All that is needed is the number of lines in the records that contain the word "Commands", stated without anything else.

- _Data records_
"""

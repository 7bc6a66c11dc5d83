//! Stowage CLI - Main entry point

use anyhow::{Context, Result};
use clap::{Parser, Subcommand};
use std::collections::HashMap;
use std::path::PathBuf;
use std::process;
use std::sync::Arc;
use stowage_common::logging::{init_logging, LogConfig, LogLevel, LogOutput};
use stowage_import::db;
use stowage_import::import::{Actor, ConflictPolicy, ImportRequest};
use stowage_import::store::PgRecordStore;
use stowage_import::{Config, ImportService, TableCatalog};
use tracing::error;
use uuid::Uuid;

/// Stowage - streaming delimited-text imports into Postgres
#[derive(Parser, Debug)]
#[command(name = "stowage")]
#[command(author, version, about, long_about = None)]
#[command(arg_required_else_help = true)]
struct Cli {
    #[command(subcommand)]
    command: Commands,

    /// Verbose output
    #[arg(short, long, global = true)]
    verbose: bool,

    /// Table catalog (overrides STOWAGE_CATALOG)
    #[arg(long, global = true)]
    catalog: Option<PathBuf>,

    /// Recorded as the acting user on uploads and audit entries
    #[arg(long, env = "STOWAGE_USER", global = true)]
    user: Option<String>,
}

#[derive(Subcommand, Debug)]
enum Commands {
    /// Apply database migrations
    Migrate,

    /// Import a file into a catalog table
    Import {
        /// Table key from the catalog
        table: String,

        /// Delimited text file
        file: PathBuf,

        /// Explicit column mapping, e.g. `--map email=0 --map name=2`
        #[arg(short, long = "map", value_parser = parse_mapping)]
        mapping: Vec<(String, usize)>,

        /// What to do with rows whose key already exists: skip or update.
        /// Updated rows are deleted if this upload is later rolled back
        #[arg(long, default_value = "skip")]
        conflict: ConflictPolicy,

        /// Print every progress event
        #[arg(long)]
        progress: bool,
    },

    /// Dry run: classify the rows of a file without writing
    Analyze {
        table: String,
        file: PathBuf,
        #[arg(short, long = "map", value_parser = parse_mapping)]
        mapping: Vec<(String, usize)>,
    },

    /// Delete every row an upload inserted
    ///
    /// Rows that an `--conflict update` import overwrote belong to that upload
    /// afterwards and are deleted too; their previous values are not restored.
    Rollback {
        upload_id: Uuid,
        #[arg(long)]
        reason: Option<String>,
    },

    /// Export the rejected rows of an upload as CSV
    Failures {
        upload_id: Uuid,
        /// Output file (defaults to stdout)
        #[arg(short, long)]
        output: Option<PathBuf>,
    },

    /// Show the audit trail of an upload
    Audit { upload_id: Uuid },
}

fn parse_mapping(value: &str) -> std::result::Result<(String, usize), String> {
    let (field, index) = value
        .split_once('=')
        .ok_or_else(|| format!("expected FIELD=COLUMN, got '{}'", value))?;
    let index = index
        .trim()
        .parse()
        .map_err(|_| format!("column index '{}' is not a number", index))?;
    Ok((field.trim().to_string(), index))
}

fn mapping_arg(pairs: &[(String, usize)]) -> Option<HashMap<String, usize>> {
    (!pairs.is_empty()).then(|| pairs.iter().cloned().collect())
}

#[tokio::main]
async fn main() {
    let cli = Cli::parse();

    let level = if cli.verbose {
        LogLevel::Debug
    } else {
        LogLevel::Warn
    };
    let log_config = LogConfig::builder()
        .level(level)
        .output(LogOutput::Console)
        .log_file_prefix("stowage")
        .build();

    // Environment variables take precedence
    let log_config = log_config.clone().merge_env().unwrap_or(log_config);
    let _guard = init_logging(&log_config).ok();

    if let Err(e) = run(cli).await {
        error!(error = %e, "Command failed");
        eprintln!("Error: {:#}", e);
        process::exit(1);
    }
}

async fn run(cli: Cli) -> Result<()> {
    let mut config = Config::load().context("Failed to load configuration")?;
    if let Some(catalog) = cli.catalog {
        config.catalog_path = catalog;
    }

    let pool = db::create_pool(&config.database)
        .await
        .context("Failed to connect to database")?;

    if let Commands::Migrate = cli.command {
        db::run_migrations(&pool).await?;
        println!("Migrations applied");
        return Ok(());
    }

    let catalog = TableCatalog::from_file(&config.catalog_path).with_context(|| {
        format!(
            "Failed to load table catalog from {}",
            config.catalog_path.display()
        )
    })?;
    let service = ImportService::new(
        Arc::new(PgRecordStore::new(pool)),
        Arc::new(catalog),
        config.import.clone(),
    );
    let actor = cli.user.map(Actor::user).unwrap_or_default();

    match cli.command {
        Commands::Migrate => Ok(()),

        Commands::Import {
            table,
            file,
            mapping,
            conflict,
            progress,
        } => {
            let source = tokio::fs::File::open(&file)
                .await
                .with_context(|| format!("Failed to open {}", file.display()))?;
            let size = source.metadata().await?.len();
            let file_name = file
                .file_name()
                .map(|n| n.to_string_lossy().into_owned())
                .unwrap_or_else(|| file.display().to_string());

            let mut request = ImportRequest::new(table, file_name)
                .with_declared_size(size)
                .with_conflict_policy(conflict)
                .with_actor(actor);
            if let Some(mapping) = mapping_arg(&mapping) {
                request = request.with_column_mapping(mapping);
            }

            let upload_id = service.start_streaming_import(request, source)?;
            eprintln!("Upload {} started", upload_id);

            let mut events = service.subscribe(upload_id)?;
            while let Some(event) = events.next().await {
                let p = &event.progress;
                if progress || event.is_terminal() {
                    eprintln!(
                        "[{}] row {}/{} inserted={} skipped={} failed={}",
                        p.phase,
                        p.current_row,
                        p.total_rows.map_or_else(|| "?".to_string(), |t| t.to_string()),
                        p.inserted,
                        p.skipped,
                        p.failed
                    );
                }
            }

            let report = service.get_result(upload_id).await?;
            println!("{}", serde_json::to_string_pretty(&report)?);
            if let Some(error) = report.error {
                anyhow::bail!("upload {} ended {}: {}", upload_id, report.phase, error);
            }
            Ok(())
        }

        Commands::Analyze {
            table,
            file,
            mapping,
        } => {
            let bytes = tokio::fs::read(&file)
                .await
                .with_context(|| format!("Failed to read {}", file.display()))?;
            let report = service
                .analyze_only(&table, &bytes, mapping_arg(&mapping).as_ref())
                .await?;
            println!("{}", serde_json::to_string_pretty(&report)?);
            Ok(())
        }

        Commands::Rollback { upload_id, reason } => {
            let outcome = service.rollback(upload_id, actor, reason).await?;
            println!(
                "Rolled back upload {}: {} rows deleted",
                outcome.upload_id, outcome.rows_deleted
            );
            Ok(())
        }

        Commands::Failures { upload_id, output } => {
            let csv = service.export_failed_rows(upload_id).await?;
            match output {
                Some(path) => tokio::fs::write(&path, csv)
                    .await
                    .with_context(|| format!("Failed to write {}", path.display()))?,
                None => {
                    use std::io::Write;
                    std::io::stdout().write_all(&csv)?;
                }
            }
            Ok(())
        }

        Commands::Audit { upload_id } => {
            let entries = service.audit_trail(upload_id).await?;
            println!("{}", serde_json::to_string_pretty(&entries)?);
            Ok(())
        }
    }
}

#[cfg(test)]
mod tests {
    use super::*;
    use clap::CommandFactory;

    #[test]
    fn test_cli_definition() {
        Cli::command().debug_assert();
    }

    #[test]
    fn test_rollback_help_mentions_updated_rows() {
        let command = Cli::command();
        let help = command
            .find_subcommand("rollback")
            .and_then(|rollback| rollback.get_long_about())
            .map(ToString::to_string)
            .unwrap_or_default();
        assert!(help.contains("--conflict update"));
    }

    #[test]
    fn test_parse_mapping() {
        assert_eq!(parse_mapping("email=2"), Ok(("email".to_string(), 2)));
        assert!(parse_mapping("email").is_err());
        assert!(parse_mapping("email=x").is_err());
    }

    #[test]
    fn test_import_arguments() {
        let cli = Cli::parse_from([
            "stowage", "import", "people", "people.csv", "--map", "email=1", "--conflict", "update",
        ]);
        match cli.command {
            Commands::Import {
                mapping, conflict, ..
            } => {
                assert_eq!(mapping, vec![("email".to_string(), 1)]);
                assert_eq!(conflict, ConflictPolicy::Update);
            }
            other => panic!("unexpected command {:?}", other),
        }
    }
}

"""

- _ANSWER BOX_
10